Information given
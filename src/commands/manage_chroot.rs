//! `archive-admin manage-chroot`: inspect, download, replace or remove the
//! chroot a distroarchseries builds in.

use std::path::PathBuf;
use std::process;

use anyhow::{Context, Result, bail};
use clap::{Args, ValueEnum};
use sha1::{Digest, Sha1};

use super::{confirm, connect, fail};
use crate::cli::Cli;
use crate::color::ColorScheme;
use crate::launchpad::reference::DEFAULT_DISTRIBUTION;
use crate::launchpad::{DistroArchSeries, LaunchpadApi, Suite};

pub const DEFAULT_IMAGE_TYPE: &str = "Chroot tarball";

#[derive(Debug, Clone, Copy, PartialEq, Eq, ValueEnum)]
pub enum ChrootAction {
  /// Show the chroot URL
  Info,
  /// Download the chroot
  Get,
  /// Upload a new chroot from --filepath
  Set,
  /// Remove the chroot
  Remove,
}

#[derive(Debug, Clone, Args)]
pub struct ManageChrootArgs {
  #[arg(value_enum)]
  pub action: ChrootAction,

  /// Suite whose chroot to manage, e.g. noble or noble-proposed
  #[arg(short = 's', long, value_name = "SUITE")]
  pub suite: Suite,

  /// Architecture tag
  #[arg(short = 'a', long, value_name = "ARCH")]
  pub architecture: String,

  #[arg(long, default_value = DEFAULT_DISTRIBUTION, value_name = "DISTRIBUTION")]
  pub distribution: String,

  /// Image type, e.g. "Chroot tarball" or "LXD image"
  #[arg(short = 'i', long, default_value = DEFAULT_IMAGE_TYPE, value_name = "TYPE")]
  pub image_type: String,

  /// Where `get` writes the chroot, or the tarball `set` uploads
  #[arg(short = 'f', long, value_name = "PATH")]
  pub filepath: Option<PathBuf>,
}

impl ManageChrootArgs {
  pub fn validate(&self) -> Result<(), String> {
    match self.action {
      ChrootAction::Set if self.filepath.is_none() => Err("`set` requires --filepath".to_string()),
      ChrootAction::Info | ChrootAction::Remove if self.filepath.is_some() => {
        Err("--filepath only applies to `get` and `set`".to_string())
      }
      _ => Ok(()),
    }
  }

  /// `livecd.<distribution>.<series>.<arch>.tar.gz` style default for `get`.
  pub fn output_path(&self) -> PathBuf {
    self.filepath.clone().unwrap_or_else(|| {
      PathBuf::from(format!(
        "livecd.{}.{}.{}.tar.gz",
        self.distribution, self.suite.series, self.architecture
      ))
    })
  }
}

pub async fn lookup_distro_arch_series(api: &dyn LaunchpadApi, args: &ManageChrootArgs) -> Result<DistroArchSeries> {
  let series = api
    .get_series(&args.distribution, &args.suite.series)
    .await
    .with_context(|| format!("Failed to find series {}", args.suite.series))?;
  api
    .get_distro_arch_series(&series, &args.architecture)
    .await
    .with_context(|| format!("Failed to find {}/{}", args.suite.series, args.architecture))
}

/// Run one chroot action; returns the chroot URL for `info` and `get`.
pub async fn manage_chroot(api: &dyn LaunchpadApi, args: &ManageChrootArgs, dry_run: bool) -> Result<Option<String>> {
  let das = lookup_distro_arch_series(api, args).await?;
  let url = api
    .chroot_url(&das, args.suite.pocket, &args.image_type)
    .await
    .context("Failed to look up chroot")?;

  match args.action {
    ChrootAction::Info => Ok(url),
    ChrootAction::Get => {
      let Some(url) = url else {
        bail!("No {} for {}/{}", args.image_type, args.suite, args.architecture);
      };
      if !dry_run {
        api.download(&url, &args.output_path()).await?;
      }
      Ok(Some(url))
    }
    ChrootAction::Set => {
      let path = args.output_path();
      let data = tokio::fs::read(&path)
        .await
        .with_context(|| format!("Failed to read {}", path.display()))?;
      let sha1sum = sha1_hex(&data);
      if !dry_run {
        api
          .set_chroot(&das, args.suite.pocket, &args.image_type, data, &sha1sum)
          .await
          .context("Failed to set chroot")?;
      }
      Ok(url)
    }
    ChrootAction::Remove => {
      if !dry_run {
        api
          .remove_chroot(&das, args.suite.pocket, &args.image_type)
          .await
          .context("Failed to remove chroot")?;
      }
      Ok(url)
    }
  }
}

/// Lowercase hex SHA-1, the checksum `setChroot` expects.
pub fn sha1_hex(data: &[u8]) -> String {
  hex::encode(Sha1::digest(data))
}

pub(crate) async fn handle_manage_chroot_command(args: &ManageChrootArgs, cli: &Cli, colors: &ColorScheme) {
  let client = connect(cli, colors);
  let dry_run = cli.behavior.dry_run;

  if args.action == ChrootAction::Remove
    && !dry_run
    && !cli.behavior.yes
    && !confirm(&format!("Remove {} for {} {}?", args.image_type, args.suite, args.architecture))
  {
    return;
  }

  match manage_chroot(&client, args, dry_run).await {
    Ok(url) => match args.action {
      ChrootAction::Info => match url {
        Some(url) => println!("{}: {}", colors.emphasis(&args.image_type), colors.link(url)),
        None => {
          println!("{} No {} set", colors.warning("⚠"), args.image_type);
          process::exit(1);
        }
      },
      ChrootAction::Get => {
        let path = args.output_path();
        if dry_run {
          println!("Would download {} to {}", url.unwrap_or_default(), colors.path(path.display()));
        } else {
          println!("{} Saved {}", colors.success("✓"), colors.path(path.display()));
        }
      }
      ChrootAction::Set if dry_run => println!(
        "Would upload {} as {}",
        colors.path(args.output_path().display()),
        args.image_type
      ),
      ChrootAction::Set => println!(
        "{} Uploaded {} as {}",
        colors.success("✓"),
        colors.path(args.output_path().display()),
        args.image_type
      ),
      ChrootAction::Remove if dry_run => println!("{}", colors.dimmed("Dry run; chroot not removed.")),
      ChrootAction::Remove => println!("{} Removed {}", colors.success("✓"), args.image_type),
    },
    Err(e) => fail(colors, "Chroot operation failed", e, 1),
  }
}
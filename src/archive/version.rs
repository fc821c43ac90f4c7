//! Debian package versions and apt-style ordering.
//!
//! Parsing and comparison come from `debian_packaging`; this module adds the
//! string-level helpers the reports use.

use std::cmp::Ordering;

use anyhow::{Context, Result};
pub use debian_packaging::package_version::PackageVersion;

/// Compare two version strings using apt ordering.
pub fn compare_versions(a: &str, b: &str) -> Result<Ordering> {
  let a_version = PackageVersion::parse(a).with_context(|| format!("Invalid version {a:?}"))?;
  let b_version = PackageVersion::parse(b).with_context(|| format!("Invalid version {b:?}"))?;
  Ok(a_version.cmp(&b_version))
}

/// Whether a version has no Debian revision.
pub fn is_native(version: &PackageVersion) -> bool {
  version.debian_revision().is_none()
}

#[cfg(test)]
mod tests {
  use super::*;

  fn v(s: &str) -> PackageVersion {
    PackageVersion::parse(s).unwrap()
  }

  #[test]
  fn parse_splits_components() {
    let version = v("1:4.7.0+dfsg1-2ubuntu0.1");
    assert_eq!(version.epoch(), Some(1));
    assert_eq!(version.upstream_version(), "4.7.0+dfsg1");
    assert_eq!(version.debian_revision(), Some("2ubuntu0.1"));
    assert!(!is_native(&version));

    let version = v("3.3.2.final~github-2-1");
    assert_eq!(version.upstream_version(), "3.3.2.final~github-2");
    assert_eq!(version.debian_revision(), Some("1"));

    assert!(is_native(&v("20240101")));
  }

  #[test]
  fn compare_rejects_bad_input() {
    let err = compare_versions("a:1.0", "1.0").unwrap_err();
    assert!(err.to_string().contains("a:1.0"), "{err}");
    assert!(compare_versions("1.0", "1.0_beta").is_err());
  }

  #[test]
  fn ordering_matches_apt() {
    let ascending = [
      "1.0~rc1",
      "1.0",
      "1.0-1",
      "1.0-1ubuntu0.1",
      "1.0-1ubuntu1",
      "1.0-1ubuntu1.1",
      "1.0a-1",
      "1.0+b1-1",
      "1.2",
      "1.10",
      "2.4",
      "2.30",
      "1:0.1",
    ];

    for pair in ascending.windows(2) {
      assert_eq!(
        compare_versions(pair[0], pair[1]).unwrap(),
        Ordering::Less,
        "{} should sort before {}",
        pair[0],
        pair[1]
      );
      assert_eq!(compare_versions(pair[1], pair[0]).unwrap(), Ordering::Greater);
    }
  }

  #[test]
  fn equivalent_spellings_compare_equal() {
    assert_eq!(compare_versions("1.0", "0:1.0").unwrap(), Ordering::Equal);
    assert_eq!(compare_versions("1.0", "1.0-0").unwrap(), Ordering::Equal);
    assert_eq!(compare_versions("1.001", "1.1").unwrap(), Ordering::Equal);
    assert_eq!(compare_versions("1.0", "1.0.0").unwrap(), Ordering::Less);
  }

  #[test]
  fn kernel_abi_versions_sort_numerically() {
    assert_eq!(
      compare_versions("5.15.0-101.111", "5.15.0-99.109").unwrap(),
      Ordering::Greater
    );
    assert_eq!(
      compare_versions("6.8.0-31.31~22.04.1", "6.8.0-31.31").unwrap(),
      Ordering::Less
    );
  }
}
//! `archive-admin iso-tracker`: list and post builds on the ISO QA tracker.

use clap::Subcommand;

use super::{fail, render_table};
use crate::cli::Cli;
use crate::color::ColorScheme;
use crate::isotracker::IsoTracker;
use crate::qatracker::Build;
use crate::qatracker::status::BUILD_MILESTONE_STATUS;

#[derive(Debug, Clone, Subcommand)]
pub enum IsoTrackerCommand {
  /// List builds on a milestone
  ListBuilds {
    /// Configuration target (a section of ~/.isotracker.conf)
    #[arg(short = 't', long, value_name = "TARGET")]
    target: Option<String>,

    /// Milestone title (default: the configured default milestone)
    #[arg(short = 'm', long, value_name = "MILESTONE")]
    milestone: Option<String>,

    /// Build statuses to include (default: Active, Re-building, Ready)
    #[arg(short = 's', long = "status", value_name = "STATUS")]
    statuses: Vec<String>,
  },

  /// Post a new build of a product
  PostBuild {
    /// Product title, e.g. "Ubuntu Desktop amd64"
    #[arg(value_name = "PRODUCT")]
    product: String,

    /// Build version, e.g. 20240425
    #[arg(value_name = "VERSION")]
    version: String,

    #[arg(short = 't', long, value_name = "TARGET")]
    target: Option<String>,

    #[arg(short = 'm', long, value_name = "MILESTONE")]
    milestone: Option<String>,

    /// Build note (default: contents of ~/.isotracker.note)
    #[arg(long, default_value = "", value_name = "TEXT")]
    note: String,

    /// Do not email subscribers
    #[arg(long)]
    no_notify: bool,
  },
}

impl IsoTrackerCommand {
  fn target(&self) -> Option<&str> {
    match self {
      IsoTrackerCommand::ListBuilds { target, .. } | IsoTrackerCommand::PostBuild { target, .. } => {
        target.as_deref()
      }
    }
  }
}

pub fn build_rows(builds: &[Build]) -> Vec<Vec<String>> {
  let mut rows = vec![vec![
    "ID".to_string(),
    "TITLE".to_string(),
    "VERSION".to_string(),
    "STATUS".to_string(),
    "DATE".to_string(),
  ]];
  for build in builds {
    let status = build
      .status
      .and_then(|s| usize::try_from(s).ok())
      .and_then(|s| BUILD_MILESTONE_STATUS.get(s))
      .copied()
      .unwrap_or("?");
    rows.push(vec![
      build.id.map(|id| id.to_string()).unwrap_or_default(),
      build.title.clone(),
      build.version.clone(),
      status.to_string(),
      build
        .date
        .map(|d| d.format("%Y-%m-%d %H:%M").to_string())
        .unwrap_or_default(),
    ]);
  }
  rows
}

pub(crate) async fn handle_iso_tracker_command(command: &IsoTrackerCommand, cli: &Cli, colors: &ColorScheme) {
  let tracker = match IsoTracker::connect(command.target(), cli.performance.timeout).await {
    Ok(tracker) => tracker,
    Err(e) => fail(colors, "Failed to connect to the ISO tracker", e, 2),
  };

  match command {
    IsoTrackerCommand::ListBuilds {
      milestone, statuses, ..
    } => {
      let statuses: Vec<&str> = statuses.iter().map(String::as_str).collect();
      match tracker.get_builds(milestone.as_deref(), &statuses).await {
        Ok(builds) => print!("{}", render_table(&build_rows(&builds))),
        Err(e) => fail(colors, "Failed to list builds", e, 1),
      }
    }
    IsoTrackerCommand::PostBuild {
      product,
      version,
      milestone,
      note,
      no_notify,
      ..
    } => {
      if cli.behavior.dry_run {
        println!("Would post {product} {version}");
        return;
      }
      match tracker
        .post_build(product, version, milestone.as_deref(), note, !no_notify)
        .await
      {
        Ok(Some(build)) => println!(
          "{} Posted {} {} (build {})",
          colors.success("✓"),
          build.title,
          colors.number(&build.version),
          build.id.unwrap_or_default()
        ),
        Ok(None) => println!(
          "{} Posted {product} {version}; not listed as active yet",
          colors.info("ℹ")
        ),
        Err(e) => fail(colors, "Failed to post build", e, 1),
      }
    }
  }
}

#[cfg(test)]
mod tests {
  use super::*;

  #[test]
  fn rows_name_statuses() {
    let build = Build {
      id: Some(42),
      productid: Some(7),
      userid: None,
      status: Some(4),
      date: chrono::NaiveDate::from_ymd_opt(2024, 4, 25).and_then(|d| d.and_hms_opt(6, 30, 0)),
      version: "20240425".into(),
      title: "Ubuntu Desktop amd64".into(),
      note: String::new(),
    };
    let rows = build_rows(&[build]);
    assert_eq!(rows[1], vec!["42", "Ubuntu Desktop amd64", "20240425", "Ready", "2024-04-25 06:30"]);
  }
}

What you have to do
Your answer should consist of every line from the entries that holds "Option".

Response to this exercise
  pub filepath: Option<PathBuf>,
pub async fn manage_chroot(api: &dyn LaunchpadApi, args: &ManageChrootArgs, dry_run: bool) -> Result<Option<String>> {
    target: Option<String>,
    milestone: Option<String>,
    target: Option<String>,
    milestone: Option<String>,
  fn target(&self) -> Option<&str> {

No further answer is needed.